Terroristas do Estado Islâmico chegam a vender escravas sexuais por 10 cigarros

Garotas jovens, com idades a partir de 7 anos já são sequestradas pelo grupo terrorista para serem vendidas como escravas sexuais. As informações têm sido repassadas pelo ativista Khidher Domle, que está coletando depoimentos de meninas e mulheres que conseguiram fugir dos cativeiros do Estado Islâmico.

fonte: Guiame, com informações do Christian Post

Atualizado: Quarta-feira, 2 Dezembro de 2015 as 12:52

O grupo terrorista Estado Islâmico, o que justifica publicamente e se gaba de ter estuprado mulheres que mantém como escravas sexuais, já teria negociado mulheres e jovens meninas até mesmo pelo "preço" de 10 cigarros.

Ativista e diretor de mídia da Universidade de Duhok, Khidher Domle disse à NBC News que algumas mulheres são "vendidas em troca de armas ou até mesmo por apenas 10 dólares ou 10 cigarros".

Tendo entrevistado dezenas de mulheres Yazidis, que escaparam dos cativeiros do Estado Islâmico no Iraque, Domle disse esta coleta de depoimentos ajuda a descobrir mais sobre o uso de escravos sexuais, acrescentando que as mulheres, muitas vezes são vendidos três ou quatro vezes para homens diferentes nos campos de batalha.

O relatório da NBC News revelou ainda que meninas muito jovens, com idade a partir de sete anos também foram seqüestradas por militantes.

De acordo com o Independent, mais de 2.000 mulheres Yazidis são escravizadas pelos militantes.

Em 2014, um panfleto publicado pelo Estado Islâmico declarou admissível a agressão e o estupro, bem como a venda de meninas jovens não-muçulmanos como escravas sexuais. O panfleto acrescentou: "Um homem ou mulher que sejam escravos e tentem fugir, cometem um dos pecados mais graves".

O livro guia afirma que é apropriado que os homens de fé islâmica tenham relações sexuais com as jovens que ainda não atingiram a puberdade "se estas forem adequadas para a relação sexual".

No início deste mês, valas comuns com corpos de 80 mulheres Yazidis foram encontradas por forças curdas na fronteira de Sinjar, Iraque, em Nínive província do país.


Genocídio
Um relatório recente do Museu do Holocausto em Washington DC afirma que o "Estado Islâmico está cometendo genocídio contra o povo Yazidi".

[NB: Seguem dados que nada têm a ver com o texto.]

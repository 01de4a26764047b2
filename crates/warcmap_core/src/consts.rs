// crates/warcmap_core/src/consts.rs

use core::mem::size_of;

pub const MAGIC_STORE: &[u8; 4] = b"WMAP";
pub const VERSION: u16 = 1;

#[repr(u16)]
#[derive(Debug, Clone, Copy, PartialEq, Eq, serde::Serialize, serde::Deserialize)]
pub enum StoreFileKind {
    Data = 1,  // sorted entries
    Index = 2, // sampled key -> data offset
}

impl StoreFileKind {
    pub fn from_u16(v: u16) -> Option<Self> {
        match v {
            1 => Some(Self::Data),
            2 => Some(Self::Index),
            _ => None,
        }
    }
}

pub const HDR_SIZE: usize = 24;

pub const DATA_FILE: &str = "data";
pub const INDEX_FILE: &str = "index";
pub const MANIFEST_FILE: &str = "manifest.json";

/// Every n-th data entry gets an index entry.
pub const DEFAULT_INDEX_INTERVAL: u32 = 128;

/// Reserved between source name and identifier in per-source keys.
pub const KEY_SEPARATOR: char = '\u{1f}';

pub const DEFAULT_SORT_BUDGET: usize = 256 * 1024 * 1024;

// key_len + value_len + crc
pub const ENTRY_OVERHEAD: usize = 4 + 4 + 4;

const _: () = { assert!(size_of::<[u8; 4]>() + 2 + 2 + 8 + 4 + 4 == HDR_SIZE); };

Segundo o jornal 'Washington Post', a crise em Darfur foi a última vez que o Museu do Holocausto havia classificado um evento mundial como genocídio.

O relatório também a perseguição do grupo terrorista contra os cristãos.

"...comunidades assírias cristãs viveram no norte do Iraque, principalmente em Ninewa, desde o surgimento do cristianismo. Algumas são consideradas as mais antigas comunidades cristãs continuamente habitadas. Mas a população cristã diminuiu de quase 1,5 milhão (2003) para menos de 350 mil nos dias atuais".

O Christian Post havia relatado anteriormente os esforços de Nina Shea para levar a administração de Obama a incluir cristãos entre aqueles que sofrem perseguição e estão entre os alvos do genocídio promovido pelo Estado Islâmico nos relatórios da Casa Branca. Os registros acabaram reconhecendo este quadro apenas para os Yazidis e algumas outras minorias étnico-religiosas, mas não para os cristãos. Shea é diretora do Centro do Instituto Hudson para a Liberdade Religiosa e uma antiga defensora dos cristãos perseguidos em todo o mundo.


Estratégia
A promessa que envolve a venda de escravas sexuais é muitas vezes uma tática de recrutamento "atraente", usada pelos líderes diante de novos militantes.

Os Yazidis professam um antigo monoteísmo pré-islâmico e são considerados "hereges" e "adoradores do diabo" por parte do Estado Islâmico.

A brutalidade contra as mulheres Yazidis é tão horrenda que, segundo uma testemunha afirmou anteriormente, centenas de meninas e mulheres cometeram suicídio ao invés de se submeterem à escravidão sexual sob o controle do EI.

Alguns terroristas do Estado Islâmico acreditam que estupro de Yazidis e outras minorias religiosas é como uma oração a Alá e que seu ato de estupro os "leva para mais perto de seu Deus".

O grupo religioso tem suas principais bases no sul da Turquia, Norte do Iraque e partes da Síria. Acredita-se que ainda existam atualmente 500.000 Yazidis na região.